2.3. Intergeneration Division
Intergeneration division is a sociological concept. Many works define social group differences as generation and perform division analysis from it. Research is broadly divided into two types, the first is the division of predetermined years to examine intergeneration variations within the same time period, for example, treating every decade as a generation to study changes in human behaviour [24, 25]. The alternative method does not rely on time. Instead, it categorizes individuals who satisfy certain criteria and then divides generations based on the temporal aggregation that corresponds to the features [26]. In medical research, generation is defined as the biological activity, such as relationship between children and parents, or several offsprings as a generation with differences in biological traits [27–29]. Unlike sociology, intergeneration divisions in medicine are not reflected in the same time interval but rather in different features. Nevertheless, both two types of studies are characterized by the fact that evolution produces intergeneration. In the field of transportation, transportation systems also exhibit evolution characteristics. Guan [30] proposes that ITS can be divided into three generations based on the evolutionary law of transportation systems and shows the future application feature in ITS 3.0. Zhang et al. [13] propose to output element replacement through the evolution relationship between nodes and edges in a complex network of the ATS evolution model and then select a replacement as the criterion for intergeneration division. Yu et al. [2] proposed an intergeneration division criterion of ATS based on key components and gave several indicators as references.
Intergeneration division has been mostly studied qualitatively, especially in the field of sociology and less in the field of transportation. Based on the ideas proposed by predecessors, we would like to propose a quantitative perspective to study the intergenerational division of transportation systems, whose features can be found from the relationship between elements. The topic model can be used to find the connection between elements by human being cognition from the record texts and proposes a method based on massive texts.
3. Proposed Method
In Figure 2, the process of our method is shown. Our intention is to divide the transportation system development process into several time periods, with generation feature. The goal of the model is to extract relationships between other elements and components from the massive text. The collected data are organized by subelement items. The component word set extraction module with LDA2vec is proposed to calculate the component word set, whose word set consists of word distribution and year distribution.
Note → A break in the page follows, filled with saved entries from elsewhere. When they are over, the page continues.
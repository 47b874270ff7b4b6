use anyhow::Result;
use axum::{Router, routing::get};
use std::{net::SocketAddr, sync::Arc};
use storage_backend::ObjectStore;
use tower_http::{cors::CorsLayer, trace::TraceLayer};
use tracing::info;

use super::{handlers, state::AppState};

pub fn router(storage: Arc<dyn ObjectStore>) -> Router {
    let app_state = Arc::new(AppState { storage });

    Router::new()
        // Health check
        .route("/health", get(handlers::health_check))
        // Object operations; keys may contain '/'
        .route(
            "/objects/:container/*key",
            get(handlers::get_object)
                .put(handlers::put_object)
                .delete(handlers::delete_object),
        )
        .with_state(app_state)
        // Add middleware
        .layer(CorsLayer::permissive())
        .layer(TraceLayer::new_for_http())
}

pub async fn start_server(storage: Arc<dyn ObjectStore>, bind_address: SocketAddr) -> Result<()> {
    let app = router(storage);

    info!("Server listening on {}", bind_address);

    // Run the server
    let listener = tokio::net::TcpListener::bind(bind_address).await?;
    axum::serve(listener, app).await?;

    Ok(())
}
After using KMeans [31] to cluster the word set, finally, the generations and their features are generated.

3.1. Data Collection
The authors in [2] demonstrate that component is the key element of ATS intergeneration division because the remaining four elements (technology, need, service, and function) are based on component as a carrier. The objective in this subsection is to collect the texts for these four aspects and determine how they relate to each other and to components. In order to obtain a complete intergeneration division, the granularity of data collection needs to be accurate to the year and calculate the relationships between the component and other elements for each year [2]. Additionally, it breaks down the ATS generation evaluation methodology into six indicators. Combined with cognition, the ATS generation texts are divided into three types: papers, reports, and policies. The keywords of each item in four elements are manually filtered out. The texts that make up our training dataset are retrieved into three types based on the keywords.
3.2. LDA2vec Topic Model
Judging from the collected texts, all kinds of texts contain a lot of redundant and repeated information. It is impractical and unrealistic to make all information as generation expressive features. The LDA2vec [7] topic model can effectively summarize information from both context and sentence semantics and a group of extracted keywords as appearance features.
LDA2vec is a combination of LDA and word2vec and learns word vectors using the skip-gram model along with topic vectors. To be able to meet our needs for text concentration, this can mix the global and local keyword features. Therefore, using LDA2vec as a summary, a deredundancy technique is viable.
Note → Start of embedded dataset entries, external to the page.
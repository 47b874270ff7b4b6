//! Byte streams exchanged with an [`ObjectStore`](crate::ObjectStore).
//!
//! A [`ByteStream`] is lazy, forward-only and single-pass. Dropping it part
//! way through releases whatever transport resource is producing it.

use bytes::{Bytes, BytesMut};
use futures::stream::{self, BoxStream, StreamExt};

use crate::error::Result;

pub type ByteStream = BoxStream<'static, Result<Bytes>>;

/// A stream yielding `data` as a single chunk
pub fn from_bytes(data: impl Into<Bytes>) -> ByteStream {
    stream::once(futures::future::ready(Ok(data.into()))).boxed()
}

/// A stream yielding each chunk in order
pub fn from_chunks<I>(chunks: I) -> ByteStream
where
    I: IntoIterator<Item = Bytes>,
    I::IntoIter: Send + 'static,
{
    stream::iter(chunks.into_iter().map(Ok)).boxed()
}

/// Drain a stream into one contiguous buffer.
///
/// Only meant for objects known to fit in memory.
pub async fn collect(mut stream: ByteStream) -> Result<Bytes> {
    let mut buffer = BytesMut::new();
    while let Some(chunk) = stream.next().await {
        buffer.extend_from_slice(&chunk?);
    }
    Ok(buffer.freeze())
}
use serde::{Deserialize, Serialize};
use std::fmt;

/// Address of an object: a key inside a container
#[derive(Debug, Clone, Serialize, Deserialize, PartialEq, Eq, Hash)]
pub struct ObjectAddress {
    pub container: String,
    pub key: String,
}

impl ObjectAddress {
    pub fn new(container: impl Into<String>, key: impl Into<String>) -> Self {
        Self {
            container: container.into(),
            key: key.into(),
        }
    }

    /// Generate the `container/key` form used in results and diagnostics
    pub fn to_path(&self) -> String {
        format!("{}/{}", self.container, self.key)
    }
}

impl fmt::Display for ObjectAddress {
    fn fmt(&self, f: &mut fmt::Formatter<'_>) -> fmt::Result {
        write!(f, "{}", self.to_path())
    }
}

/// Outcome of a successful store.
///
/// `was_update` is best effort: it reflects an existence check made before
/// the upload, so two writers racing on a fresh address may both see `false`.
#[derive(Debug, Clone, Serialize, Deserialize, PartialEq, Eq)]
#[serde(rename_all = "camelCase")]
pub struct StoreResult {
    pub address: String,
    pub was_update: bool,
}

impl StoreResult {
    pub fn new(address: &ObjectAddress, was_update: bool) -> Self {
        Self {
            address: address.to_path(),
            was_update,
        }
    }
}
From word2vec, word vector is encoded from skip-gram architecture [32]. From the LDA model, topic vector is generated by Dirichlet distribution, as shown in Figure 3. To express sentences, a document vector is set from a mixture of topic vectors.where is a fraction that denotes the membership of document in the topic . The context vector shows the information from context which is defined as follows:

The loss function is defined as follows:where is the skip-gram negative sampling loss (SGNS) [33]. is the addition of a Dirichlet-likelihood term over document weights. is the target word vector, and is the negatively sampled word vector. is . The strength of this term is modulated by the tuning parameter . is a constant parameter, which is 1 less than the number of topics.
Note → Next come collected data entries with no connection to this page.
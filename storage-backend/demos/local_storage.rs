use anyhow::Result;
use bytes::Bytes;
use storage_backend::{ObjectStore, ObjectStoreBackend, StorageConfig, stream};

#[tokio::main]
async fn main() -> Result<()> {
    // Initialize tracing
    tracing_subscriber::fmt::init();

    // Create local storage backend
    let storage_path = std::env::var("STORAGE_PATH").unwrap_or_else(|_| "./data".to_string());
    println!("Using storage path: {}", storage_path);

    let config = StorageConfig::local(storage_path);
    let storage = ObjectStoreBackend::from_config(config)?;

    // Store an object from a stream of chunks
    let chunks = vec![
        Bytes::from_static(b"fn main() {\n"),
        Bytes::from_static(b"    println!(\"hello\");\n"),
        Bytes::from_static(b"}\n"),
    ];
    let result = storage
        .store("snippets", "rust/hello.rs", stream::from_chunks(chunks))
        .await?;
    println!("\nStored {} (update: {})", result.address, result.was_update);

    // Storing again at the same address overwrites it
    let result = storage
        .store(
            "snippets",
            "rust/hello.rs",
            stream::from_bytes("fn main() {}\n"),
        )
        .await?;
    println!("Stored {} (update: {})", result.address, result.was_update);

    // Read it back
    let content = stream::collect(storage.get("snippets", "rust/hello.rs").await?).await?;
    println!("\nRetrieved content:\n{}", String::from_utf8_lossy(&content));

    // Delete twice to show idempotence
    let deleted = storage.delete("snippets", "rust/hello.rs").await?;
    println!("Deleted: {}", deleted);
    let deleted = storage.delete("snippets", "rust/hello.rs").await?;
    println!("Deleted again: {}", deleted);

    // Reading a deleted object is an error
    match storage.get("snippets", "rust/hello.rs").await {
        Ok(_) => println!("Unexpectedly found the object"),
        Err(e) => println!("Lookup after delete failed as expected: {}", e),
    }

    Ok(())
}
The total loss is passed backwards to the training process of LDA2vec and iterated until the loss converges. After training of the above model, the topic vectors can be calculated form the inverse result. The topic vectors have been shown that contain sentence semantic information and context information. The topic vectors can be converted into topic descriptions with words:
3.3. Component Word Set Extraction Module
The topic description of one subelement item which is related with all topics in its directory can be defined as follows:where means that includes words. For each subelement item, there is a topic description for each year. The component description can be defined as :where is the component index. is the number of words in one component. Different components have different . The Baidu stop word package [34] is used to split the sentence into words to . In experiments, it is found that the stop word package is limited. Therefore, some words that are often used in papers and patents are added to the stop word package to make the stop word impact more noticeable.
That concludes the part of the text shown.